In November 2018, the Long Beach Public Works Department received the results of a study conducted by the firm HF&H Consultants, which concluded that the city’s current residential waste disposal rates were insufficient to cover the cost of service for the department’s approximately 142,000 households. Now, the city is planning to raise refuse rates for residential clients in two phases, starting in March.

Refuse rates depend highly on local initiatives to implement state standards for waste diversion away from landfills and towards more beneficial uses, such as energy production. For its mailer regarding the proposed rate increase, the department selected a number of cities in Los Angeles County due to proximity as well as two Bay Area cities, because of their especially high rates for residential waste disposal, according to Melkonian.
A cost of service study commissioned by the City of Long Beach’s Public Works Department found that revenue from residential refuse rates remained far below revenues required to keep up with projected expenditures driven by increased environmental requirements.

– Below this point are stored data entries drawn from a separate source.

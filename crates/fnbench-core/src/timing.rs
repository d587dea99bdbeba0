// Author: fnbench contributors
// Copyright © 2026, the fnbench authors, all rights reserved.
// Created: 8 October 2026

use std::time::Duration;

/// Running latency statistics for one function.
///
/// Uses Welford's online algorithm so mean and variance are integrated
/// without keeping individual samples. Failed calls are only counted.
#[derive(Clone, Debug, Default)]
pub struct LatencyStats {
    state: WelfordState,
    failed: usize,
}

impl LatencyStats {
    pub fn new() -> Self {
        Self::default()
    }

    pub fn record(&mut self, elapsed: Duration) {
        self.state.update(elapsed);
    }

    pub fn record_failure(&mut self) {
        self.failed += 1;
    }

    pub fn report(&self) -> ServeReport {
        ServeReport {
            served: self.state.count,
            failed: self.failed,
            mean: self.state.mean(),
            stddev: self.state.stddev(),
        }
    }
}

/// Snapshot of [`LatencyStats`], logged when a server shuts down.
#[derive(Clone, Copy, Debug, Default, PartialEq)]
pub struct ServeReport {
    /// Successful invocations.
    pub served: usize,
    pub failed: usize,
    pub mean: Duration,
    pub stddev: Duration,
}

impl std::fmt::Display for ServeReport {
    fn fmt(&self, f: &mut std::fmt::Formatter<'_>) -> std::fmt::Result {
        write!(
            f,
            "{} served, {} failed, {:.3} ms ± {:.3}",
            self.served,
            self.failed,
            self.mean.as_secs_f64() * 1000.0,
            self.stddev.as_secs_f64() * 1000.0,
        )
    }
}

#[derive(Clone, Debug, Default)]
struct WelfordState {
    mean: f64,
    mean2: f64,

    count: usize,
}

impl WelfordState {
    fn update(&mut self, value: Duration) {
        let value = value.as_secs_f64() * 1000.0;

        self.count += 1;
        let delta = value - self.mean;
        self.mean += delta / (self.count as f64);

        let delta2 = value - self.mean;
        self.mean2 += delta * delta2;
    }

    fn mean(&self) -> Duration {
        Duration::from_secs_f64(self.mean.max(0.0) / 1000.0)
    }

    fn stddev(&self) -> Duration {
        if self.count < 2 {
            return Duration::ZERO;
        }

        let variance = self.mean2 / (self.count - 1) as f64;
        Duration::from_secs_f64(variance.max(0.0).sqrt() / 1000.0)
    }
}

#[cfg(test)]
mod tests {
    use super::{LatencyStats, WelfordState};
    use std::time::Duration;

    fn is_close(a: f64, b: f64) -> bool {
        (a - b).abs() < 1.0e-6
    }

    #[test]
    fn empty_report() {
        let report = LatencyStats::new().report();
        assert_eq!(report.served, 0);
        assert_eq!(report.mean, Duration::ZERO);
        assert_eq!(report.stddev, Duration::ZERO);
    }

    #[test]
    fn mean_no_diverge() {
        let mut state = WelfordState::default();

        for _ in 0..10 {
            state.update(Duration::from_secs(1));
        }

        assert!(is_close(state.mean().as_secs_f64(), 1.0));
        assert!(is_close(state.stddev().as_secs_f64(), 0.0));
    }

    #[test]
    fn mean_converge() {
        let mut state = WelfordState::default();

        for v in 0..10 {
            state.update(Duration::from_secs(v));
        }

        assert!(is_close(state.mean().as_secs_f64(), 4.5));
    }

    #[test]
    fn sample_stddev() {
        let mut state = WelfordState::default();

        for v in [2, 4, 4, 4, 5, 5, 7, 9] {
            state.update(Duration::from_secs(v));
        }

        // sample variance of the set is 32 / 7
        assert!(is_close(
            state.stddev().as_secs_f64(),
            (32.0_f64 / 7.0).sqrt()
        ));
    }

    #[test]
    fn failures_are_counted_separately() {
        let mut stats = LatencyStats::new();
        stats.record(Duration::from_millis(10));
        stats.record_failure();
        stats.record_failure();

        let report = stats.report();
        assert_eq!(report.served, 1);
        assert_eq!(report.failed, 2);
        assert!(is_close(report.mean.as_secs_f64(), 0.010));
    }
}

In its study, the consulting firm found a deficit of $7.8 million dollars between the expected cost of the waste disposal services offered by the city and the revenue collected from customers in the fiscal years of 2018 and 2019.

Residential clients who live in single-family homes or apartment buildings that produce less than 1,000 gallons of waste per week – which is roughly equivalent to the waste production of a 10-unit complex – and small businesses are serviced by the city’s public works department and would be affected by the proposed rate hike. The first phase would increase rates for the weekly collection of 100-gallon carts from $24.11 to $26.52, and the second would increase the monthly rate to $28.99.

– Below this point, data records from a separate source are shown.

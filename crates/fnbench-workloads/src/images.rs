use anyhow::{Context, Result};
use fnbench_core::InputCatalog;
use std::path::{Path, PathBuf};

/// A directory of sample images shared by the image workloads.
#[derive(Clone, Debug)]
pub(crate) struct ImageDir {
    dir: PathBuf,
}

impl ImageDir {
    /// Check up front that every catalog entry and every tagged input is
    /// present, so a missing sample fails the start-up and not a call.
    pub(crate) fn open(dir: &Path, catalog: &InputCatalog) -> Result<Self> {
        let this = Self {
            dir: dir.to_owned(),
        };

        let tagged = catalog.tags().map(|(_, input)| input);
        for name in catalog.inputs().chain(tagged) {
            let path = this.path(name);
            if !path.is_file() {
                anyhow::bail!("missing sample image {:?}", path);
            }
        }

        Ok(this)
    }

    pub(crate) fn path(&self, name: &str) -> PathBuf {
        self.dir.join(name)
    }

    pub(crate) fn read(&self, name: &str) -> Result<Vec<u8>> {
        let path = self.path(name);
        std::fs::read(&path).with_context(|| format!("failed reading image {:?}", path))
    }
}
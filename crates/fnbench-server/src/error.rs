// Author: fnbench contributors
// Copyright © 2026, the fnbench authors, all rights reserved.
// Created: 9 October 2026

use fnbench_core::ConfigError;
use std::net::SocketAddr;
use thiserror::Error;

/// Reasons a server never starts serving. All of them are fatal.
#[derive(Error, Debug)]
pub enum StartupError {
    #[error("invalid configuration: {0}")]
    Config(#[from] ConfigError),

    #[error("failed loading the workload resource: {0:#}")]
    ResourceLoad(anyhow::Error),

    #[error("failed binding {addr}: {source}")]
    Bind {
        addr: SocketAddr,
        #[source]
        source: Box<dyn std::error::Error + Send + Sync + 'static>,
    },

    #[error("failed spawning worker thread: {0}")]
    Spawn(#[from] std::io::Error),
}
// Author: fnbench contributors
// Copyright © 2026, the fnbench authors, all rights reserved.
// Created: 14 October 2026

/*!
Subcommands of the `fnbench` binary.
*/

use anyhow::Result;
use clap::Parser;

mod bench;
mod call;
mod client;
mod describe;
mod serve;

/// The command to run.
#[derive(Parser, Debug)]
pub(crate) enum Command {
    Serve(serve::Args),
    Call(call::Args),
    Bench(bench::Args),
    Describe(describe::Args),
}

pub(crate) fn run(command: Command) -> Result<()> {
    match command {
        Command::Serve(config) => serve::serve(config),
        Command::Call(config) => call::call(config),
        Command::Bench(config) => bench::run(config),
        Command::Describe(config) => describe::describe(config),
    }
}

Public works hasn’t increased residential rates since 2002, according to the department’s deputy director, Diko Melkonian. Since then, rising costs for fuel, vehicles, disposal fees and labor have made it costlier for the department to provide services. Reduced revenues from waste products and increased requirements implemented by the state have added to the financial burden. “The recycling markets have taken quite a dive in the value of most commodities; you don’t get nearly as much back,” Melkonian said. “Costs increase, mandates increase, and you have to fund them somehow.”

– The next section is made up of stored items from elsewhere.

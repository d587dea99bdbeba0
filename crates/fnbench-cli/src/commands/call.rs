// Author: fnbench contributors
// Copyright © 2026, the fnbench authors, all rights reserved.
// Created: 14 October 2026

use super::client::Client;
use anyhow::{bail, Result};
use clap::Parser;

/// Invoke a served function and print its replies.
#[derive(Parser, Debug)]
#[clap()]
pub(crate) struct Args {
    /// Address of the server.
    #[clap(short, long, default_value = "127.0.0.1:50051")]
    addr: String,

    /// Optional tag, like `record` or `replay`.
    #[clap(short, long)]
    name: Option<String>,

    /// How many sequential calls to make.
    #[clap(short, long, default_value = "1")]
    count: usize,
}

pub(super) fn call(config: Args) -> Result<()> {
    let client = Client::new(&config.addr);

    let mut failed = 0;
    for _ in 0..config.count {
        match client.invoke(config.name.as_deref())? {
            Ok(message) => println!("{}", message),
            Err(status) => {
                eprintln!("{}", status);
                failed += 1;
            }
        }
    }

    if failed > 0 {
        bail!("{} of {} calls failed", failed, config.count);
    }
    Ok(())
}
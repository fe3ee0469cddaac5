//! Store-status API response types.
//!
//! These model the JSON returned by the `storesByGeo` endpoint verbatim.
//! Records are immutable once received; status resolution and filtering
//! happen downstream in the projection layer.

use serde::{Deserialize, Serialize};

/// Response envelope for a geo-radius store query.
#[derive(Debug, Clone, Serialize, Deserialize)]
pub struct StoreResponse {
    /// Total number of stores in the result.
    pub count: i64,
    pub stores: Vec<StoreRecord>,
}

impl StoreResponse {
    /// The zero-result success used when a query is short-circuited.
    #[must_use]
    pub const fn empty() -> Self {
        Self {
            count: 0,
            stores: Vec::new(),
        }
    }
}

/// A single reporting station as it appears on the wire.
#[derive(Debug, Clone, Serialize, Deserialize)]
pub struct StoreRecord {
    pub name: String,
    pub lat: f64,
    pub lng: f64,
    /// When the reported stock level was last updated, in the wire
    /// timestamp format. Null when the station has never reported.
    #[serde(default)]
    pub stock_at: Option<String>,
    /// Raw stock-status code. Null when the station has never reported.
    #[serde(default)]
    pub remain_stat: Option<String>,
    /// When the record itself was generated, in the wire timestamp format.
    #[serde(default)]
    pub created_at: Option<String>,
}
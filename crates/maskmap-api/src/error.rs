use thiserror::Error;

/// Errors returned by the store-status API client.
#[derive(Debug, Error)]
pub enum FetchError {
    /// Network or TLS failure, or a non-2xx HTTP status, from the
    /// underlying HTTP client.
    #[error("HTTP error: {0}")]
    Http(#[from] reqwest::Error),

    /// The response body could not be deserialized into the expected shape.
    #[error("JSON deserialization error for {context}: {source}")]
    Deserialize {
        context: String,
        #[source]
        source: serde_json::Error,
    },

    /// The configured base URL could not be parsed.
    #[error("invalid base URL '{url}': {reason}")]
    InvalidBaseUrl { url: String, reason: String },
}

Additionally, the city is planning another study to prepare for new state requirements on organics disposal to be rolled out in 2022. “Some of this money is going to be used to prepare us for that,” Melkonian said. The study is expected to publish in late 2020, and might call for another increase leading up to the new requirements put forward by Senate Bill 1383, which is related to organic waste recyclcing.

“We’ll be looking at the greater impacts of these new rules from the state. Right now, we’ve essentially built in the cost of developing the plan,” Melkonian said. A further rate increase is likely, however. “The infrastructure isn’t there to support [organics collection]. If all the cities in Southern California would all of a sudden collect organics, there wouldn’t be anywhere to take all of it,” Melkonian said. “The only way you can fund that infrastructure is by raising the rates on the service you provide.”

The increase in rates will also help fund some of the expansions in service the city is already offering, for example in the form of four free bulky item pick-ups per year and expanded hours at the city’s hazardous household waste disposal center in Signal Hill.